{Reference Type}: Journal Article
{Title}: Turbinate-homing IgA-secreting cells originate in the nasal lymphoid tissues.
{Author}: Liu J;Stoler-Barak L;Hezroni-Bravyi H;Biram A;Lebon S;Davidzohn N;Kedmi M;Chemla M;Pilzer D;Cohen M;Brenner O;Biton M;Shulman Z;
{Journal}: Nature
{Volume}: 632
{Issue}: 8025
{Year}: 2024 Aug 31
{Factor}: 69.504
{DOI}: 10.1038/s41586-024-07729-x
{Abstract}: Nasal vaccination elicits a humoral immune response that provides protection from airborne pathogens1, yet the origins and specific immune niches of antigen-specific IgA-secreting cells in the upper airways are unclear2. Here we define nasal glandular acinar structures and the turbinates as immunological niches that recruit IgA-secreting plasma cells from the nasal-associated lymphoid tissues (NALTs)3. Using intact organ imaging, we demonstrate that nasal vaccination induces B cell expansion in the subepithelial dome of the NALT, followed by invasion into commensal-bacteria-driven chronic germinal centres in a T cell-dependent manner.
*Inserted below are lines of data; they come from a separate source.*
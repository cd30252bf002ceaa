use std::collections::BTreeMap;
use std::path::{Path, PathBuf};
use std::process::ExitCode;

use serde::Serialize;

use grammar_galaxy_engine::achievements::{Achievement, ProgressSnapshot};
use grammar_galaxy_engine::adaptive::{Difficulty, EngineConfig, LearningProfile, PerformanceRecord, Recommendation};
use grammar_galaxy_engine::companion::companion_evolution;
use grammar_galaxy_engine::config::Config;
use grammar_galaxy_engine::logging::init_tracing;
use grammar_galaxy_engine::persistence::JsonFileStore;
use grammar_galaxy_engine::{GameSession, StoreError};

#[derive(Debug, thiserror::Error)]
enum ReplayError {
    #[error("usage: grammar-galaxy-replay <records.json> [snapshot.json]")]
    Usage,
    #[error("failed to read {path}: {source}")]
    Read {
        path: PathBuf,
        source: std::io::Error,
    },
    #[error("failed to parse {path}: {source}")]
    Parse {
        path: PathBuf,
        source: serde_json::Error,
    },
    #[error("failed to resolve student id: {0}")]
    StudentId(std::io::Error),
    #[error("storage error: {0}")]
    Store(#[from] StoreError),
    #[error("failed to encode report: {0}")]
    Report(serde_json::Error),
}

#[derive(Serialize)]
#[serde(rename_all = "camelCase")]
struct ReplayReport<'a> {
    student_id: &'a str,
    mastery_rule: &'static str,
    records_replayed: usize,
    profile: &'a LearningProfile,
    recommendations: Vec<Recommendation>,
    adaptive_difficulty: BTreeMap<String, Difficulty>,
    newly_unlocked: Vec<Achievement>,
    #[serde(skip_serializing_if = "Option::is_none")]
    evolution_level: Option<u32>,
    #[serde(skip_serializing_if = "Option::is_none")]
    companion: Option<&'static str>,
}

fn read_json<T: serde::de::DeserializeOwned>(path: &Path) -> Result<T, ReplayError> {
    let raw = std::fs::read_to_string(path).map_err(|source| ReplayError::Read {
        path: path.to_path_buf(),
        source,
    })?;
    serde_json::from_str(&raw).map_err(|source| ReplayError::Parse {
        path: path.to_path_buf(),
        source,
    })
}

fn run(config: &Config) -> Result<String, ReplayError> {
    let mut args = std::env::args_os().skip(1);
    let records_path = PathBuf::from(args.next().ok_or(ReplayError::Usage)?);
    let snapshot_path = args.next().map(PathBuf::from);

    let records: Vec<PerformanceRecord> = read_json(&records_path)?;
    let snapshot: Option<ProgressSnapshot> = snapshot_path.as_deref().map(read_json::<ProgressSnapshot>).transpose()?;

    let student_id = config.resolve_student_id().map_err(ReplayError::StudentId)?;
    let store = JsonFileStore::new(&config.data_dir);
    let data_dir = store.dir().to_path_buf();
    let mut session = GameSession::load(Box::new(store), &student_id, EngineConfig::from_env())?;

    let records_replayed = records.len();
    let last_active = records.iter().map(|r| r.completed_at).max();
    for record in records {
        session.record_performance(record);
    }
    // A replayed batch counts as activity on the day of its latest record.
    // Batches older than the last active day leave the streak alone.
    if let Some(at) = last_active {
        let streak = &session.profile().streak_data;
        if streak.current == 0 || at >= streak.last_active_date {
            session.engine_mut().update_streak_at(true, at);
        }
    }

    let newly_unlocked = snapshot
        .as_ref()
        .map(|s| session.check_achievements(s))
        .unwrap_or_default();
    let evolution_level = snapshot.as_ref().map(|s| session.evolution_level(s));

    session.save()?;
    tracing::info!(
        student_id = %student_id,
        records = records_replayed,
        data_dir = %data_dir.display(),
        "replay saved"
    );

    let engine = session.engine();
    let adaptive_difficulty = engine
        .learning_profile()
        .concept_mastery
        .keys()
        .map(|concept| (concept.clone(), engine.adaptive_difficulty(concept)))
        .collect();

    let report = ReplayReport {
        student_id: &student_id,
        mastery_rule: engine.rule_name(),
        records_replayed,
        profile: engine.learning_profile(),
        recommendations: engine.recommendations(),
        adaptive_difficulty,
        newly_unlocked,
        evolution_level,
        companion: evolution_level.map(|level| companion_evolution(level).name),
    };

    serde_json::to_string_pretty(&report).map_err(ReplayError::Report)
}

fn main() -> ExitCode {
    let _ = dotenvy::dotenv();
    let config = Config::from_env();
    let _log_guard = init_tracing(&config.log_level);

    match run(&config) {
        Ok(report) => {
            println!("{report}");
            ExitCode::SUCCESS
        }
        Err(err) => {
            tracing::error!(error = %err, "replay failed");
            ExitCode::FAILURE
        }
    }
}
Initiation of the germinal centre response in the NALT requires pre-expansion of antigen-specific T cells, which interact with cognate B cells in interfollicular regions. NALT ablation and blockade of PSGL-1, which mediates interactions with endothelial cell selectins, demonstrated that NALT-derived IgA-expressing B cells home to the turbinate region through the circulation, where they are positioned primarily around glandular acinar structures. CCL28 expression was increased in the turbinates in response to vaccination and promoted homing of IgA+ B cells to this site. Thus, in response to nasal vaccination, the glandular acini and turbinates provide immunological niches that host NALT-derived IgA-secreting cells. These cellular events could be manipulated in vaccine design or in the treatment of upper airway allergic responses.